#### Given information:
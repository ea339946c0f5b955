use crate::parser::Parser;
use crate::ParseError;
use vex_ast::*;
use vex_lexer::Token;

impl<'a> Parser<'a> {
    // ==================== FFI / Extern Block Parsing ====================

    pub(crate) fn parse_extern_block(&mut self) -> Result<Item, ParseError> {
        self.consume(&Token::Extern, "Expected 'extern'")?;

        // Parse ABI: extern "C" { ... } or extern "system" { ... }
        let abi = if let Token::StringLiteral(s) = self.peek() {
            let abi = s.clone();
            self.advance();
            abi
        } else {
            "C".to_string() // Default to C ABI
        };

        self.consume(&Token::LBrace, "Expected '{' after extern ABI")?;

        let mut types = Vec::new();
        let mut functions = Vec::new();

        while !self.check(&Token::RBrace) && !self.is_at_end() {
            // Check if it's a type declaration or function
            if self.check(&Token::Type) {
                types.push(self.parse_extern_type()?);
            } else if self.check(&Token::Fn) {
                functions.push(self.parse_extern_function()?);
            } else {
                return Err(self.error("Expected 'type' or 'fn' in extern block"));
            }
        }

        self.consume(&Token::RBrace, "Expected '}' after extern block")?;

        Ok(Item::ExternBlock(ExternBlock {
            abi,
            types,
            functions,
        }))
    }

    fn parse_extern_function(&mut self) -> Result<ExternFunction, ParseError> {
        self.consume(&Token::Fn, "Expected 'fn' in extern block")?;

        let name = self.consume_identifier()?;

        self.consume(&Token::LParen, "Expected '(' after function name")?;

        let mut params = Vec::new();
        let mut is_variadic = false;

        if !self.check(&Token::RParen) {
            loop {
                // Check for variadic: ...
                if self.match_token(&Token::DotDotDot) {
                    is_variadic = true;
                    break;
                }

                let param_name = self.consume_identifier()?;
                self.consume(&Token::Colon, "Expected ':' after parameter name")?;
                let param_type = self.parse_type()?;

                params.push(Param {
                    name: param_name,
                    ty: param_type,
                    default: None,
                });

                if !self.match_token(&Token::Comma) {
                    break;
                }

                // Check for variadic after comma: fn printf(fmt: *byte, ...)
                if self.check(&Token::DotDotDot) {
                    self.advance();
                    is_variadic = true;
                    break;
                }
            }
        }

        self.consume(&Token::RParen, "Expected ')' after parameters")?;

        // Optional return type: : Type or -> Type (both allowed)
        let return_type = if self.match_token(&Token::Colon) {
            Some(self.parse_type()?)
        } else if self.match_token(&Token::Arrow) {
            Some(self.parse_type()?)
        } else {
            None
        };

        self.consume(&Token::Semicolon, "Expected ';' after extern function")?;

        Ok(ExternFunction {
            name,
            params,
            return_type,
            is_variadic,
            variadic_type: None, // C-style variadic (no type info)
        })
    }

    fn parse_extern_type(&mut self) -> Result<ExternType, ParseError> {
        self.consume(&Token::Type, "Expected 'type'")?;

        let name = self.consume_identifier()?;

        // Check for type alias: type VexDuration = i64;
        let alias = if self.match_token(&Token::Eq) {
            Some(self.parse_type()?)
        } else {
            None // Opaque type
        };

        self.consume(&Token::Semicolon, "Expected ';' after extern type")?;

        Ok(ExternType { name, alias })
    }
}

#### Exercise instructions:
Read the records above. Show each line that has the string "params".

#### Your solution:
        let mut params = Vec::new();
                params.push(Param {
            params,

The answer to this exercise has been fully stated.